**EXERCISE AIM:**
Of all the lines below, output only those starting at the one with "processor.name = %self.name);" and ending at the one with "let batch = match", both ends included, exactly as written.

**DATA RECORDS:**
====
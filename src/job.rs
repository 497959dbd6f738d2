use std::time::Duration;

use chrono::{DateTime, Utc};
use futures_util::future::BoxFuture;
use serde::Serialize;
use serde_json::Value;

use crate::{correlation::JobId, error::Error};

/// A unit of work derived from a trigger message.
#[derive(Debug, Clone, PartialEq, Serialize)]
#[serde(rename_all = "camelCase")]
pub struct Job {
    pub job_id: JobId,
    pub job_type: String,
    pub timestamp: DateTime<Utc>,
    pub payload: Value,
    /// Broker identifier of the originating trigger message, when known.
    pub trigger_message_id: Option<String>,
}

/// The body of a job, supplied by the embedding application.
///
/// The pipeline never inspects what a handler computes; it only records whether
/// the handler succeeded. Handlers must tolerate being invoked more than once for
/// the same job since delivery is at-least-once.
pub trait JobHandler: Send + Sync + 'static {
    fn run<'a>(&'a self, job: &'a Job) -> BoxFuture<'a, Result<(), Error>>;
}

impl<F> JobHandler for F
where
    F: Fn(&Job) -> Result<(), Error> + Send + Sync + 'static,
{
    fn run<'a>(&'a self, job: &'a Job) -> BoxFuture<'a, Result<(), Error>> {
        Box::pin(async move { self(job) })
    }
}

/// Default job body: optionally waits to stand in for real work, then succeeds.
#[derive(Debug, Clone, Default)]
pub struct PassThrough {
    simulated_work: Duration,
}

impl PassThrough {
    pub fn new(simulated_work: Duration) -> Self {
        Self { simulated_work }
    }
}

impl JobHandler for PassThrough {
    fn run<'a>(&'a self, _job: &'a Job) -> BoxFuture<'a, Result<(), Error>> {
        Box::pin(async move {
            if !self.simulated_work.is_zero() {
                tokio::time::sleep(self.simulated_work).await;
            }
            Ok(())
        })
    }
}
//! Poll loop that owns one processor.
//!
//! Each driver cycles through `Running → Polling → Processing → Running` until its
//! shutdown token is cancelled, then passes through `Stopping` to `Stopped`.
//!
//! - A failed poll is logged and retried after a fixed back-off. A batch in
//!   which a message failed on broker unavailability backs off the same way.
//! - Messages in a batch are processed one after another; a failure is logged and
//!   leaves that message on the queue without affecting the rest of the batch.
//! - A message is deleted only after it was processed successfully. A failed
//!   delete is logged and never retried: the broker will redeliver and the
//!   handlers tolerate duplicates.
//! - Cancellation is observed between iterations and while waiting for
//!   messages; an in-flight batch always runs to completion.

use std::{sync::Arc, time::Duration};

use futures_util::future::BoxFuture;
use tokio::sync::watch;
use tokio_util::sync::CancellationToken;
use tracing::{debug, error, info, info_span, trace, warn, Instrument};
use url::Url;

use crate::{
    error::Error,
    queue::{QueueClient, ReceiveOptions, ReceivedMessage},
    trigger::TriggerProcessor,
};

/// Delay after a failed poll before polling again.
pub const DEFAULT_ERROR_BACKOFF: Duration = Duration::from_secs(5);

/// Handles a single received message.
pub trait MessageProcessor: Send + Sync + 'static {
    fn process<'a>(&'a self, message: &'a ReceivedMessage) -> BoxFuture<'a, Result<(), Error>>;
}

#[derive(Debug, Clone, Copy, PartialEq, Eq)]
pub enum DriverState {
    Running,
    Polling,
    Processing { batch: usize },
    Stopping,
    Stopped,
}

/// Where a driver gets its messages from.
pub enum Intake {
    /// Long-poll a queue; processed messages are deleted from it.
    Queue {
        client: Arc<dyn QueueClient>,
        queue: Url,
        options: ReceiveOptions,
    },
    /// Manufacture one trigger per interval. Nothing is deleted.
    Synthetic { interval: Duration },
}

impl Intake {
    fn describe(&self) -> String {
        match self {
            Self::Queue { queue, .. } => queue.to_string(),
            Self::Synthetic { interval } => format!("synthetic every {interval:?}"),
        }
    }
}

/// Outcome of one processed batch.
#[derive(Debug, Clone, Copy, Default, PartialEq, Eq)]
pub struct BatchReport {
    pub succeeded: usize,
    pub failed: usize,
    /// Failures caused by broker unavailability rather than the message itself.
    pub transient: usize,
}

pub struct Driver {
    name: String,
    intake: Intake,
    processor: Arc<dyn MessageProcessor>,
    error_backoff: Duration,
    state: watch::Sender<DriverState>,
}

#[bon::bon]
impl Driver {
    #[builder]
    pub fn new(
        #[builder(into)] name: String,
        intake: Intake,
        processor: Arc<dyn MessageProcessor>,
        #[builder(default = DEFAULT_ERROR_BACKOFF)] error_backoff: Duration,
    ) -> Self {
        let (state, _) = watch::channel(DriverState::Running);
        Self {
            name,
            intake,
            processor,
            error_backoff,
            state,
        }
    }
}

impl Driver {
    pub fn name(&self) -> &str {
        &self.name
    }

    pub fn intake(&self) -> &Intake {
        &self.intake
    }

    /// Observes state transitions.
    pub fn subscribe(&self) -> watch::Receiver<DriverState> {
        self.state.subscribe()
    }

    fn transition(&self, next: DriverState) {
        trace!(state = ?next, "Driver state transition");
        self.state.send_replace(next);
    }

    async fn poll(&self, first: bool) -> Result<Vec<ReceivedMessage>, Error> {
        match &self.intake {
            Intake::Queue {
                client,
                queue,
                options,
            } => client.receive(queue, *options).await,
            Intake::Synthetic { interval } => {
                if !first {
                    tokio::time::sleep(*interval).await;
                }
                Ok(vec![TriggerProcessor::synthesize()?])
            }
        }
    }

    async fn acknowledge(&self, message: &ReceivedMessage) {
        let Intake::Queue { client, queue, .. } = &self.intake else {
            return;
        };

        match client.delete(queue, &message.receipt_handle).await {
            Ok(()) => debug!("Deleted message"),
            Err(error) => warn!(
                %error,
                detail = ?error.detail(),
                "Failed to delete message, it may be delivered again"
            ),
        }
    }

    /// Processes every message in `batch`, one at a time.
    pub async fn process_batch(&self, batch: Vec<ReceivedMessage>) -> BatchReport {
        let mut report = BatchReport::default();

        for message in batch {
            let span = info_span!(
                "message",
                message.id = %message.message_id,
                receive_count = message.receive_count
            );

            async {
                match self.processor.process(&message).await {
                    Ok(()) => {
                        self.acknowledge(&message).await;
                        report.succeeded += 1;
                    }
                    Err(error) => {
                        error!(
                            %error,
                            detail = ?error.detail(),
                            transient = error.is_transient(),
                            "Failed to process message, leaving it for redelivery"
                        );
                        report.failed += 1;
                        if error.is_transient() {
                            report.transient += 1;
                        }
                    }
                }
            }
            .instrument(span)
            .await;
        }

        report
    }

    /// Runs until `shutdown` is cancelled.
    pub async fn run(self, shutdown: CancellationToken) {
        let span = info_span!("processor", processor.name = %self.name);

        async {
            info!(intake = %self.intake.describe(), "Starting processor");

            let mut first = true;

            loop {
                self.transition(DriverState::Running);

                if shutdown.is_cancelled() {
                    break;
                }

                self.transition(DriverState::Polling);

                let polled = tokio::select! {
                    biased;
                    _ = shutdown.cancelled() => break,
                    polled = self.poll(first) => polled,
                };
                first = false;

                let batch = match polled {
                    Ok(batch) => batch,
                    Err(error) => {
                        error!(
                            %error,
                            detail = ?error.detail(),
                            backoff = ?self.error_backoff,
                            "Failed to poll for messages"
                        );

                        tokio::select! {
                            biased;
                            _ = shutdown.cancelled() => break,
                            _ = tokio::time::sleep(self.error_backoff) => continue,
                        }
                    }
                };

                if batch.is_empty() {
                    trace!("No messages received");
                    continue;
                }

                self.transition(DriverState::Processing { batch: batch.len() });

                let report = self.process_batch(batch).await;
                debug!(
                    succeeded = report.succeeded,
                    failed = report.failed,
                    transient = report.transient,
                    "Processed batch"
                );

                if report.transient > 0 {
                    warn!(
                        backoff = ?self.error_backoff,
                        "Broker unavailable while processing batch, backing off"
                    );

                    tokio::select! {
                        biased;
                        _ = shutdown.cancelled() => break,
                        _ = tokio::time::sleep(self.error_backoff) => {}
                    }
                }
            }

            self.transition(DriverState::Stopping);
            info!("Processor stopping");
            self.transition(DriverState::Stopped);
        }
        .instrument(span)
        .await
    }
}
====
**SOLUTION:**
        let span = info_span!("processor", processor.name = %self.name);

        async {
            info!(intake = %self.intake.describe(), "Starting processor");

            let mut first = true;

            loop {
                self.transition(DriverState::Running);

                if shutdown.is_cancelled() {
                    break;
                }

                self.transition(DriverState::Polling);

                let polled = tokio::select! {
                    biased;
                    _ = shutdown.cancelled() => break,
                    polled = self.poll(first) => polled,
                };
                first = false;

                let batch = match polled {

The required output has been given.